Homilía
del Papa Juan Pablo II
durante la celebración de la palabra
del miércoles 25 de febrero de 2004
Miércoles de
Ceniza
1. "Tu Padre, que ve en lo secreto, te
recompensará" (Mt 6, 4. 6.
18). Estas palabras de Jesús se dirigen a cada uno de nosotros al inicio del
itinerario cuaresmal. Lo comenzamos con la imposición de la ceniza, austero
gesto penitencial, muy arraigado en la tradición cristiana. Este gesto subraya
la conciencia del hombre pecador ante la majestad y la santidad de Dios. Al
mismo tiempo, manifiesta su disposición a acoger y traducir en decisiones
concretas la adhesión al Evangelio.
Son muy elocuentes las fórmulas que lo acompañan. La primera,
tomada del libro del Génesis: "Acuérdate de que eres polvo y al polvo
volverás" (cf. Gn 3, 19),
evoca la actual condición humana marcada por la caducidad y el límite. La segunda
recoge las palabras evangélicas: "Convertíos y creed el Evangelio" (Mc 1, 15), que constituyen una
apremiante exhortación a cambiar de vida. Ambas fórmulas nos invitan a entrar
en la Cuaresma con una actitud de escucha y de sincera conversión.
2. El Evangelio subraya que el Señor "ve en lo
secreto", es decir, escruta el corazón. Los gestos externos de penitencia
tienen valor si son expresión de una actitud interior, si manifiestan la firme
voluntad de apartarse del mal y recorrer la senda del bien. Aquí radica el
sentido profundo de la ascesis cristiana.
"Ascesis": la palabra misma evoca la imagen de
una ascensión a metas elevadas. Eso implica necesariamente sacrificios y
renuncias. En efecto, hace falta reducir el equipaje a lo esencial para que el
viaje no sea pesado; estar dispuestos a afrontar todas las dificultades y
superar todos los obstáculos para alcanzar el objetivo fijado. Para llegar a
ser auténticos discípulos de Cristo, es necesario renunciar a sí mismos, tomar
la propia cruz y seguirlo (cf. Lc 9, 23).
Es el arduo sendero de la santidad, que todo bautizado está llamado a recorrer.

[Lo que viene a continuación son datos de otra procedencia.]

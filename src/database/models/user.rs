use chrono::{DateTime, Utc};
use serde::Serialize;
use sqlx::FromRow;
use uuid::Uuid;

/// Stored account. Deliberately not `Serialize`: the hash must never leave the service.
#[derive(Debug, Clone, FromRow)]
pub struct User {
    pub id: Uuid,
    pub name: Option<String>,
    pub email: String,
    pub password_hash: String,
    pub created_at: DateTime<Utc>,
}

#[derive(Debug, Clone)]
pub struct NewUser {
    pub name: Option<String>,
    pub email: String,
    pub password_hash: String,
}

/// Public view of an account.
#[derive(Debug, Clone, PartialEq, Eq, Serialize)]
pub struct UserProfile {
    pub name: Option<String>,
    pub email: String,
}

impl From<&User> for UserProfile {
    fn from(user: &User) -> Self {
        Self {
            name: user.name.clone(),
            email: user.email.clone(),
        }
    }
}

3. Desde siempre, la Iglesia señala algunos medios adecuados para
caminar por esta senda. Ante todo, la humilde y dócil adhesión a la voluntad
de Dios, acompañada por una oración incesante; las formas
penitenciales típicas de la tradición cristiana, como la abstinencia, el
ayuno, la mortificación y la renuncia incluso a bienes de por sí legítimos; y
los gestos concretos de acogida con respecto al prójimo, que el pasaje
evangélico de hoy evoca con la palabra "limosna". Todo esto se vuelve
a proponer con mayor intensidad durante el período de la Cuaresma, que
representa, al respecto, un "tiempo fuerte" de entrenamiento
espiritual y de servicio generoso a los hermanos.
4. A este propósito, en el Mensaje para la Cuaresma quise
atraer la atención, en particular, hacia las difíciles condiciones en que viven
tantos niños en el mundo, recordando las palabras de Cristo: "El que
reciba a un niño como este en mi nombre, a mí me recibe" (Mt 18, 5). En efecto, ¿quién necesita
ser defendido y protegido más que un niño inerme y frágil?
Son muchos y complejos los problemas que afectan al mundo de
la infancia. Espero vivamente que a estos hermanos nuestros más pequeños, a
menudo abandonados a sí mismos, se les preste la debida atención también
gracias a nuestra solidaridad. Se trata de un modo concreto de expresar nuestro
compromiso cuaresmal.
Amadísimos hermanos y hermanas, con estos sentimientos
comencemos la Cuaresma, camino de oración, penitencia y auténtica ascesis
cristiana. Nos acompañe María, la Madre de Cristo. Su ejemplo y su
intercesión nos obtengan avanzar con alegría hacia la Pascua.